Не помня себя, пролетел я по аллее вдоль Летнего сада. Все я видел, все понимал: и огороды на Марсовом поле, среди которых стояли замаскированные зенитные батареи; и то, что никогда еще не бывало такой необыкновенной пышной зелени в Ленинграде; и то, что город был так прекрасно убран, — перед отъездом я читал в газетах о том, как триста тысяч ленинградцев весной 1942 года вышли на улицы и убрали свой город. Но все, что я видел, оборачивалось ко мне одной стороной: где Катя, найду ли я Катю?
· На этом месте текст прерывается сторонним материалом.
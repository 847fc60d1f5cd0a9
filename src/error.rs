use thiserror::Error;

/// Application-level error: a message plus the process exit code to use.
///
/// Exit codes: `2` input/usage problems, `3` no usable data, `4` runtime failures.
#[derive(Clone)]
pub struct AppError {
    exit_code: u8,
    message: String,
}

impl AppError {
    pub fn new(exit_code: u8, message: impl Into<String>) -> Self {
        Self {
            exit_code,
            message: message.into(),
        }
    }

    pub fn exit_code(&self) -> u8 {
        self.exit_code
    }
}

impl std::fmt::Display for AppError {
    fn fmt(&self, f: &mut std::fmt::Formatter<'_>) -> std::fmt::Result {
        write!(f, "{}", self.message)
    }
}

impl std::fmt::Debug for AppError {
    fn fmt(&self, f: &mut std::fmt::Formatter<'_>) -> std::fmt::Result {
        f.debug_struct("AppError")
            .field("exit_code", &self.exit_code)
            .field("message", &self.message)
            .finish()
    }
}

impl std::error::Error for AppError {}

/// Failures while building or querying model grids.
#[derive(Error, Debug, Clone, PartialEq)]
pub enum GridError {
    #[error("model grid contains no usable rows")]
    EmptyGrid,
    #[error("no model grids were supplied")]
    NoGrids,
    #[error("metallicity tag must be finite, got {0}")]
    NonFiniteMetallicity(f64),
    #[error("row {row} has {got} magnitudes, expected {expected}")]
    RowWidth {
        row: usize,
        expected: usize,
        got: usize,
    },
    #[error("two model grids share [Fe/H] = {0}")]
    DuplicateMetallicity(f64),
    #[error("log10 age {age} outside model range [{min}, {max}]")]
    AgeOutOfRange { age: f64, min: f64, max: f64 },
}

impl From<GridError> for AppError {
    fn from(err: GridError) -> Self {
        AppError::new(2, format!("Model grid error: {err}"))
    }
}

/// Failures of the ensemble sampler or the run driver.
#[derive(Error, Debug, Clone, PartialEq)]
pub enum SamplerError {
    #[error("{n_walkers} walkers is too few for {ndim} parameters (need at least {min})")]
    TooFewWalkers {
        n_walkers: usize,
        ndim: usize,
        min: usize,
    },
    #[error("walker count must be even for the stretch move, got {0}")]
    OddWalkers(usize),
    #[error("step budget must be positive")]
    NoSteps,
    #[error("burn-in ({burn_in}) must be smaller than the number of steps ({steps})")]
    BurnIn { burn_in: usize, steps: usize },
    #[error("expected {expected} values, got {got}")]
    Dimension { expected: usize, got: usize },
    #[error("invalid stretch scale {0} (must be > 1)")]
    StretchScale(f64),
    #[error("invalid jitter for dimension {index}: {value}")]
    Jitter { index: usize, value: f64 },
}

impl From<SamplerError> for AppError {
    fn from(err: SamplerError) -> Self {
        AppError::new(2, format!("Sampler configuration error: {err}"))
    }
}
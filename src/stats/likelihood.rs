//! Field-contaminated Gaussian likelihood.
//!
//! Each observed magnitude is modelled as a mixture of
//!
//! - a cluster member: Gaussian around the model magnitude, width = the quoted
//!   photometric uncertainty, weight `1 - P_field`
//! - a field star: uniform over the observed magnitude range of the band,
//!   weight `P_field`
//!
//! (van Dyk et al. 2009). The mixture is evaluated in log space so that large
//! residuals do not underflow to `ln 0` while the field term is non-zero.

use crate::domain::{ObservationSet, Params};
use crate::error::AppError;
use crate::isochrone::GridSet;
use crate::math::{log_space, log_sum_exp};
use crate::stats::priors::ln_primary_mass_prior;

const LN_SQRT_2PI: f64 = 0.918_938_533_204_672_8;

/// Default field probability used when it is not sampled.
pub const DEFAULT_P_FIELD: f64 = 0.25;
/// Default number of mass nodes when stellar masses are marginalized.
pub const DEFAULT_MASS_NODES: usize = 40;

/// Field-star part of the mixture for one band.
#[derive(Debug, Clone, Copy, PartialEq)]
pub struct FieldTerm {
    pub p_field: f64,
    /// Probability density of a field star's magnitude.
    pub density: f64,
}

/// Log-likelihood of a single observed magnitude.
///
/// `model = None` means the parameters are impossible under the model grid and
/// gives `-inf` regardless of the field term.
pub fn star_ln_likelihood(observed: f64, sigma: f64, model: Option<f64>, field: FieldTerm) -> f64 {
    let Some(model) = model else {
        return f64::NEG_INFINITY;
    };
    if !(sigma.is_finite() && sigma > 0.0 && observed.is_finite() && model.is_finite()) {
        return f64::NEG_INFINITY;
    }
    let z = (observed - model) / sigma;
    let ln_gauss = -0.5 * z * z - sigma.ln() - LN_SQRT_2PI;

    let ln_cluster = (1.0 - field.p_field).ln() + ln_gauss;
    let ln_field = field.p_field.ln() + field.density.ln();
    log_sum_exp(&[ln_cluster, ln_field])
}

/// Uniform field-star magnitude densities, one per band.
#[derive(Debug, Clone, PartialEq)]
pub struct FieldDistribution {
    densities: Vec<f64>,
}

impl FieldDistribution {
    /// `1 / (max - min)` of each band's observed magnitudes.
    ///
    /// A band with fewer than two distinct magnitudes has density 0.
    pub fn from_observations(observations: &ObservationSet) -> Self {
        let densities = (0..observations.band_count())
            .map(|band| match observations.magnitude_range(band) {
                Some((lo, hi)) if hi > lo => 1.0 / (hi - lo),
                _ => 0.0,
            })
            .collect();
        Self { densities }
    }

    pub fn density(&self, band: usize) -> f64 {
        self.densities.get(band).copied().unwrap_or(0.0)
    }

    pub fn term(&self, band: usize, p_field: f64) -> FieldTerm {
        FieldTerm {
            p_field,
            density: self.density(band),
        }
    }
}

/// Sum of [`star_ln_likelihood`] over the stars of one band.
pub fn band_ln_likelihood(observed: &[f64], sigma: &[f64], model: &[Option<f64>], field: FieldTerm) -> f64 {
    let mut total = 0.0;
    for ((&o, &s), &m) in observed.iter().zip(sigma).zip(model) {
        total += star_ln_likelihood(o, s, m, field);
        if total == f64::NEG_INFINITY {
            break;
        }
    }
    total
}

/// Sum of band-level log-likelihoods.
///
/// `models[band][star]` holds the model magnitude for each observation.
pub fn joint_ln_likelihood(
    observations: &ObservationSet,
    models: &[Vec<Option<f64>>],
    field: &FieldDistribution,
    p_field: f64,
) -> f64 {
    let mut total = 0.0;
    for (band, model) in models.iter().enumerate().take(observations.band_count()) {
        total += band_ln_likelihood(
            observations.band_magnitudes(band),
            observations.band_uncertainties(band),
            model,
            field.term(band, p_field),
        );
        if total == f64::NEG_INFINITY {
            break;
        }
    }
    total
}

/// A log-likelihood over parameter space.
pub trait Likelihood: Sync {
    fn ln_likelihood(&self, params: &Params) -> f64;
}

/// Map each observed band onto the grid band with the same name.
fn resolve_bands(grids: &GridSet, observations: &ObservationSet) -> Result<Vec<usize>, AppError> {
    observations
        .bands()
        .iter()
        .map(|name| {
            grids.band_index(name).ok_or_else(|| {
                AppError::new(
                    2,
                    format!(
                        "Band '{name}' is not in the model grids. Available: {}",
                        grids.bands().join(", ")
                    ),
                )
            })
        })
        .collect()
}

/// Log-spaced mass nodes with normalized IMF weights.
#[derive(Debug, Clone)]
struct MassNodes {
    masses: Vec<f64>,
    ln_weights: Vec<f64>,
}

impl MassNodes {
    fn new(min: f64, max: f64, count: usize) -> Result<Self, AppError> {
        let masses = log_space(min, max, count)?;
        // Equal steps in ln m, so dm = m dln m.
        let raw: Vec<f64> = masses.iter().map(|&m| ln_primary_mass_prior(m) + m.ln()).collect();
        let norm = log_sum_exp(&raw);
        let ln_weights = raw.iter().map(|w| w - norm).collect();
        Ok(Self { masses, ln_weights })
    }
}

/// Likelihood of a whole cluster for `(feh, age)`.
///
/// Stars with known initial masses are compared at their own mass. Otherwise each
/// star's mass is integrated out over a fixed set of nodes, weighted by the IMF.
#[derive(Debug, Clone)]
pub struct PopulationLikelihood<'a> {
    grids: &'a GridSet,
    observations: &'a ObservationSet,
    band_map: Vec<usize>,
    field: FieldDistribution,
    p_field: f64,
    nodes: Option<MassNodes>,
}

impl<'a> PopulationLikelihood<'a> {
    pub fn new(
        grids: &'a GridSet,
        observations: &'a ObservationSet,
        p_field: f64,
        mass_nodes: usize,
    ) -> Result<Self, AppError> {
        if !(0.0..=1.0).contains(&p_field) {
            return Err(AppError::new(2, format!("P_field must be in [0, 1], got {p_field}.")));
        }
        let band_map = resolve_bands(grids, observations)?;
        let nodes = match observations.known_masses() {
            Some(_) => None,
            None => {
                let (lo, hi) = grids.mass_range();
                Some(MassNodes::new(lo, hi, mass_nodes)?)
            }
        };
        Ok(Self {
            grids,
            observations,
            band_map,
            field: FieldDistribution::from_observations(observations),
            p_field,
            nodes,
        })
    }

    /// True when unknown stellar masses are integrated out.
    pub fn marginalizes_mass(&self) -> bool {
        self.nodes.is_some()
    }

    fn known_mass_ln_likelihood(&self, feh: f64, age: f64, masses: &[f64]) -> f64 {
        let models: Vec<Vec<Option<f64>>> = self
            .band_map
            .iter()
            .map(|&grid_band| {
                masses
                    .iter()
                    .map(|&m| self.grids.magnitude_at(age, m, feh, grid_band, None))
                    .collect()
            })
            .collect();
        joint_ln_likelihood(self.observations, &models, &self.field, self.p_field)
    }

    fn marginal_ln_likelihood(&self, feh: f64, age: f64, nodes: &MassNodes) -> f64 {
        // node_mags[node][band]
        let node_mags: Vec<Vec<Option<f64>>> = nodes
            .masses
            .iter()
            .map(|&m| {
                self.band_map
                    .iter()
                    .map(|&gb| self.grids.magnitude_at(age, m, feh, gb, None))
                    .collect()
            })
            .collect();
        if node_mags.iter().all(|mags| mags.iter().any(Option::is_none)) {
            return f64::NEG_INFINITY;
        }

        let obs = self.observations;
        let mut per_node = vec![0.0; nodes.masses.len()];
        let mut total = 0.0;
        for star in 0..obs.star_count() {
            for (slot, (mags, ln_w)) in per_node.iter_mut().zip(node_mags.iter().zip(&nodes.ln_weights)) {
                *slot = *ln_w;
                for (band, &model) in mags.iter().enumerate() {
                    *slot += star_ln_likelihood(
                        obs.magnitude(band, star),
                        obs.uncertainty(band, star),
                        model,
                        self.field.term(band, self.p_field),
                    );
                }
            }
            total += log_sum_exp(&per_node);
            if total == f64::NEG_INFINITY {
                break;
            }
        }
        total
    }
}

impl Likelihood for PopulationLikelihood<'_> {
    fn ln_likelihood(&self, params: &Params) -> f64 {
        let Params::Population(p) = params else {
            return f64::NEG_INFINITY;
        };
        match (&self.nodes, self.observations.known_masses()) {
            (Some(nodes), _) => self.marginal_ln_likelihood(p.feh, p.age, nodes),
            (None, Some(masses)) => self.known_mass_ln_likelihood(p.feh, p.age, masses),
            (None, None) => f64::NEG_INFINITY,
        }
    }
}

/// Likelihood of one star's photometry, optionally as an unresolved binary.
#[derive(Debug, Clone)]
pub struct SingleStarLikelihood<'a> {
    grids: &'a GridSet,
    observations: &'a ObservationSet,
    band_map: Vec<usize>,
    field: FieldDistribution,
    star: usize,
    p_field: f64,
}

impl<'a> SingleStarLikelihood<'a> {
    /// The field density still comes from every star in `observations`.
    pub fn new(
        grids: &'a GridSet,
        observations: &'a ObservationSet,
        star: usize,
        p_field: f64,
    ) -> Result<Self, AppError> {
        if star >= observations.star_count() {
            return Err(AppError::new(
                2,
                format!("Star {star} requested but only {} stars loaded.", observations.star_count()),
            ));
        }
        if !(0.0..=1.0).contains(&p_field) {
            return Err(AppError::new(2, format!("P_field must be in [0, 1], got {p_field}.")));
        }
        Ok(Self {
            band_map: resolve_bands(grids, observations)?,
            field: FieldDistribution::from_observations(observations),
            grids,
            observations,
            star,
            p_field,
        })
    }

    pub fn star(&self) -> usize {
        self.star
    }
}

impl Likelihood for SingleStarLikelihood<'_> {
    fn ln_likelihood(&self, params: &Params) -> f64 {
        let Params::SingleStar(p) = params else {
            return f64::NEG_INFINITY;
        };
        let p_field = p.p_field.unwrap_or(self.p_field);
        let mut total = 0.0;
        for (band, &grid_band) in self.band_map.iter().enumerate() {
            let model = self
                .grids
                .magnitude_at(p.age, p.primary_mass, p.feh, grid_band, p.secondary_mass);
            total += star_ln_likelihood(
                self.observations.magnitude(band, self.star),
                self.observations.uncertainty(band, self.star),
                model,
                self.field.term(band, p_field),
            );
            if total == f64::NEG_INFINITY {
                break;
            }
        }
        total
    }
}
Мне казалось, что нет, не найду — если почти во всех домах были выбиты стекла и дома стояли молчаливые, как бы с печально опущенными глазами. Не найду — раз на каждой стене были впадины и разрушения от артиллерийских снарядов. Найду — раз даже у памятника Суворову на площади были засеяны морковка и свекла и молодые ростки стояли так твердо, как будто для них нельзя было и придумать лучших природных условий. Я вышел к Неве, невольно нашел глазами адмиралтейский шпиль, — и не знаю, как передать, но это было Катино — то, что он потускнел, как на старой гравюре. Мы не простились, когда началась война, но другое прощание, перед Испанией, так живо вспомнилось мне, что я почти физически увидел ее в темной передней у Беренштейнов, среди старых шуб и пальто. Что нужно сделать, чтобы все стало так, как тогда? Чтобы я снова обнял ее? Чтобы она спросила:

«Саня, это ты? Может быть, это не ты?»

Издалека увидел я дом, в котором жили Беренштейны. Дом стоял на месте и, как ни странно, показался мне еще красивее, чем прежде! Окна были целы, фасад нарядно отсвечивал, точно свежая краска еще блестела на солнце. Но чем ближе я подходил, тем все больше беспокоила меня эта загадочная нарядная неподвижность. Еще десять, пятнадцать, двадцать шагов — и кто—то сильно взял меня за сердце, потом отпустил, и оно забилось, забилось… Дома не было. Фасад был нарисован на больших фанерных листах.